MANHASSET, Long Island (WABC) -- Keith Thomas of Massapequa, a former Manhattan wealth manager - and his sister, Michelle Bennett, who is now his caregiver, have watched their lives quickly change.

At 41 years old, Thomas accidentally dove into a shallow pool in Montauk.

"Hit my head at the bottom of the pool, broke my neck," Thomas said.

Thomas became paralyzed from the chest down. The accident happened in July 2020, and Thomas says he stopped talking to his friends for a year and a half.

"I was just embarrassed this happened to me," he said.

Thomas pushed through, joining a study using artificial intelligence to restore physical movement and touch through Northwell Health's Feinstein Institutes for Medical Research.

"The challenge was to get these tiny, tiny little fragile electrodes, hundreds of them, that are mounted on these five chips, precisely targeted to areas of the brain that are responsible for feeling his fingertips and moving his hand," said Laboratory of Human Brain Mapping Director Dr. Ashesh Mehta.

Doctors created a 3D model of Thomas' brain to practice on - and it worked.

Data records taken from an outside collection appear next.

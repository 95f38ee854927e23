// SPDX-License-Identifier: MIT OR Apache-2.0
//! Editing session: runs retimes as single undoable chunks.

use crate::history::{History, HistoryError, Snapshot, UndoChunk};
use crate::stage::Stage;
use frameshift_core::{retime, RetimeError, RetimeRequest};
use thiserror::Error;

/// Errors surfaced by session operations
#[derive(Debug, Error)]
pub enum SessionError {
    /// The retime itself failed
    #[error("Retime failed: {0}")]
    Retime(#[from] RetimeError),

    /// Undo/redo bookkeeping failed
    #[error("History error: {0}")]
    History(#[from] HistoryError),
}

/// A stage paired with undo history.
///
/// Every retime runs inside an implicit chunk: the stage is snapshotted
/// before the engine touches it, and a mid-apply failure restores that
/// snapshot so the stage never ends up partially retimed.
#[derive(Debug)]
pub struct RetimeSession {
    stage: Stage,
    history: History,
}

impl RetimeSession {
    /// Create a session around a stage
    pub fn new(stage: Stage) -> Self {
        Self {
            stage,
            history: History::new(),
        }
    }

    /// The stage being edited
    pub fn stage(&self) -> &Stage {
        &self.stage
    }

    /// The stage, mutably. Edits made here bypass the undo history.
    pub fn stage_mut(&mut self) -> &mut Stage {
        &mut self.stage
    }

    /// The session's undo history
    pub fn history(&self) -> &History {
        &self.history
    }

    /// Run one retime action against the active track.
    ///
    /// On success the action is committed to history as one undoable
    /// chunk. On failure the stage is rolled back to its pre-retime
    /// state and nothing is committed.
    pub fn retime(&mut self, request: &RetimeRequest) -> Result<(), SessionError> {
        let before = Snapshot::capture(&self.stage)?;

        match retime(&mut self.stage, request) {
            Ok(()) => {
                let after = Snapshot::capture(&self.stage)?;
                self.history.commit(UndoChunk {
                    description: describe(request),
                    before,
                    after,
                });
                tracing::debug!(?request, "retime committed");
                Ok(())
            }
            Err(err) => {
                tracing::warn!("retime failed, rolling back stage: {err}");
                self.stage = before.restore()?;
                Err(err.into())
            }
        }
    }

    /// Undo the most recent committed action
    pub fn undo(&mut self) -> Result<(), SessionError> {
        let chunk = self.history.undo()?;
        self.stage = chunk.before.restore()?;
        Ok(())
    }

    /// Redo the most recently undone action
    pub fn redo(&mut self) -> Result<(), SessionError> {
        let chunk = self.history.redo()?;
        self.stage = chunk.after.restore()?;
        Ok(())
    }
}

fn describe(request: &RetimeRequest) -> String {
    format!("Retime keys ({:?} {:+})", request.mode, request.amount)
}
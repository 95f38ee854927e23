// SPDX-License-Identifier: MIT OR Apache-2.0
//! Snapshot-based undo/redo for stage state.

use serde::{Deserialize, Serialize};
use std::collections::VecDeque;
use thiserror::Error;

/// Maximum undo history depth
const MAX_HISTORY: usize = 100;

/// History errors
#[derive(Debug, Error)]
pub enum HistoryError {
    /// Nothing to undo
    #[error("Nothing to undo")]
    NothingToUndo,

    /// Nothing to redo
    #[error("Nothing to redo")]
    NothingToRedo,

    /// Serialization error
    #[error("Serialization error: {0}")]
    Serialization(#[from] bincode::Error),
}

/// Serialized stage state at one point in time
#[derive(Debug, Clone, Serialize, Deserialize)]
pub struct Snapshot {
    /// Serialized state
    data: Vec<u8>,
}

impl Snapshot {
    /// Capture a serializable value
    pub fn capture<T: Serialize>(value: &T) -> Result<Self, HistoryError> {
        Ok(Self {
            data: bincode::serialize(value)?,
        })
    }

    /// Restore the captured value
    pub fn restore<T: for<'de> Deserialize<'de>>(&self) -> Result<T, HistoryError> {
        Ok(bincode::deserialize(&self.data)?)
    }

    /// Size of the captured state in bytes
    pub fn size(&self) -> usize {
        self.data.len()
    }
}

/// One undoable unit of work: the state before and after it ran.
///
/// A whole retime commits as a single chunk, so every keyframe move in
/// one user action undoes together.
#[derive(Debug, Clone)]
pub struct UndoChunk {
    /// Human-readable description
    pub description: String,
    /// State before the operation (for undo)
    pub before: Snapshot,
    /// State after the operation (for redo)
    pub after: Snapshot,
}

/// Undo/redo history manager
#[derive(Debug)]
pub struct History {
    undo_stack: VecDeque<UndoChunk>,
    redo_stack: VecDeque<UndoChunk>,
    max_depth: usize,
}

impl History {
    /// Create a new history manager
    pub fn new() -> Self {
        Self::with_max_depth(MAX_HISTORY)
    }

    /// Create with custom maximum depth
    pub fn with_max_depth(max_depth: usize) -> Self {
        Self {
            undo_stack: VecDeque::new(),
            redo_stack: VecDeque::new(),
            max_depth,
        }
    }

    /// Commit a chunk, clearing any redoable future
    pub fn commit(&mut self, chunk: UndoChunk) {
        self.redo_stack.clear();
        self.undo_stack.push_back(chunk);

        while self.undo_stack.len() > self.max_depth {
            self.undo_stack.pop_front();
        }
    }

    /// Undo the last chunk, returning it so the caller can restore state
    pub fn undo(&mut self) -> Result<UndoChunk, HistoryError> {
        let chunk = self
            .undo_stack
            .pop_back()
            .ok_or(HistoryError::NothingToUndo)?;
        self.redo_stack.push_back(chunk.clone());
        Ok(chunk)
    }

    /// Redo the last undone chunk
    pub fn redo(&mut self) -> Result<UndoChunk, HistoryError> {
        let chunk = self
            .redo_stack
            .pop_back()
            .ok_or(HistoryError::NothingToRedo)?;
        self.undo_stack.push_back(chunk.clone());
        Ok(chunk)
    }

    /// Check if undo is available
    pub fn can_undo(&self) -> bool {
        !self.undo_stack.is_empty()
    }

    /// Check if redo is available
    pub fn can_redo(&self) -> bool {
        !self.redo_stack.is_empty()
    }

    /// Description of the next undo chunk
    pub fn undo_description(&self) -> Option<&str> {
        self.undo_stack.back().map(|c| c.description.as_str())
    }

    /// Description of the next redo chunk
    pub fn redo_description(&self) -> Option<&str> {
        self.redo_stack.back().map(|c| c.description.as_str())
    }

    /// Clear all history
    pub fn clear(&mut self) {
        self.undo_stack.clear();
        self.redo_stack.clear();
    }
}

impl Default for History {
    fn default() -> Self {
        Self::new()
    }
}
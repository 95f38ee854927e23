// SPDX-License-Identifier: MIT OR Apache-2.0
//! Stage: tracks plus playhead and selection state.

use crate::track::{Track, TrackId};
use frameshift_core::{RetimeError, Time, Timeline};
use indexmap::IndexMap;
use serde::{Deserialize, Serialize};

/// A set of animation tracks with the editing state a retime needs:
/// which track is active, where the playhead is, and what time window
/// the user has selected.
#[derive(Debug, Clone, Serialize, Deserialize)]
pub struct Stage {
    /// Stage name
    pub name: String,
    /// Tracks, in creation order
    tracks: IndexMap<TrackId, Track>,
    /// Track that edits and retimes apply to
    active: Option<TrackId>,
    /// Playhead position
    current_time: Time,
    /// Selected time window `(start, end)`
    selection: (Time, Time),
}

impl Stage {
    /// Create a new empty stage
    pub fn new(name: impl Into<String>) -> Self {
        Self {
            name: name.into(),
            tracks: IndexMap::new(),
            active: None,
            current_time: 0.0,
            selection: (0.0, 0.0),
        }
    }

    /// Add a track. The first track added becomes the active one.
    pub fn add_track(&mut self, track: Track) -> TrackId {
        let id = track.id;
        self.tracks.insert(id, track);
        if self.active.is_none() {
            self.active = Some(id);
        }
        id
    }

    /// Remove a track
    pub fn remove_track(&mut self, track_id: TrackId) -> Option<Track> {
        let removed = self.tracks.shift_remove(&track_id);
        if self.active == Some(track_id) {
            self.active = self.tracks.keys().next().copied();
        }
        removed
    }

    /// Make `track_id` the target of edits and retimes
    pub fn set_active(&mut self, track_id: TrackId) {
        if self.tracks.contains_key(&track_id) {
            self.active = Some(track_id);
        }
    }

    /// ID of the active track
    pub fn active_track_id(&self) -> Option<TrackId> {
        self.active
    }

    /// The active track
    pub fn active_track(&self) -> Option<&Track> {
        self.active.and_then(|id| self.tracks.get(&id))
    }

    /// The active track, mutably
    pub fn active_track_mut(&mut self) -> Option<&mut Track> {
        self.active.and_then(|id| self.tracks.get_mut(&id))
    }

    /// Get a track
    pub fn track(&self, track_id: TrackId) -> Option<&Track> {
        self.tracks.get(&track_id)
    }

    /// Get a mutable track
    pub fn track_mut(&mut self, track_id: TrackId) -> Option<&mut Track> {
        self.tracks.get_mut(&track_id)
    }

    /// All tracks, in creation order
    pub fn tracks(&self) -> impl Iterator<Item = &Track> {
        self.tracks.values()
    }

    /// Number of tracks
    pub fn track_count(&self) -> usize {
        self.tracks.len()
    }

    /// Select a time window. A reversed window is normalized.
    pub fn select_range(&mut self, start: Time, end: Time) {
        self.selection = if end < start { (end, start) } else { (start, end) };
    }

    /// Playhead position
    pub fn current_time(&self) -> Time {
        self.current_time
    }
}

impl Timeline for Stage {
    fn first_key(&self) -> Option<Time> {
        self.active_track().and_then(Track::first_key)
    }

    fn last_key(&self) -> Option<Time> {
        self.active_track().and_then(Track::last_key)
    }

    fn next_key(&self, t: Time) -> Option<Time> {
        self.active_track().and_then(|track| track.next_key(t))
    }

    fn previous_key(&self, t: Time) -> Option<Time> {
        self.active_track().and_then(|track| track.previous_key(t))
    }

    fn key_at(&self, t: Time) -> Option<Time> {
        self.active_track()
            .and_then(|track| track.key_at(t))
            .map(|k| k.time)
    }

    fn move_key(&mut self, from: Time, to: Time) -> Result<(), RetimeError> {
        let Some(track) = self.active_track_mut() else {
            return Err(RetimeError::NoKeyframes);
        };
        track.move_key(from, to)
    }

    fn selected_range(&self) -> (Time, Time) {
        self.selection
    }

    fn set_current_time(&mut self, t: Time) {
        self.current_time = t;
    }
}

The 15-hour double neural bypass surgery in March was a success.

"Opening and closing his hand is what he was able to do," said Bennett.

Thomas said it was 'unbelievable.'

"I couldn't believe it was happening," he adds.

Doctors recorded his surgery.

"This is the first case in the world right now in terms of reconnecting the brain and the body to the spinal cord in trying to restore both movement and the sense of touch," said Professor at the Institute of Bioelectronic Medicine at Feinstein Institutes Chad Bouton.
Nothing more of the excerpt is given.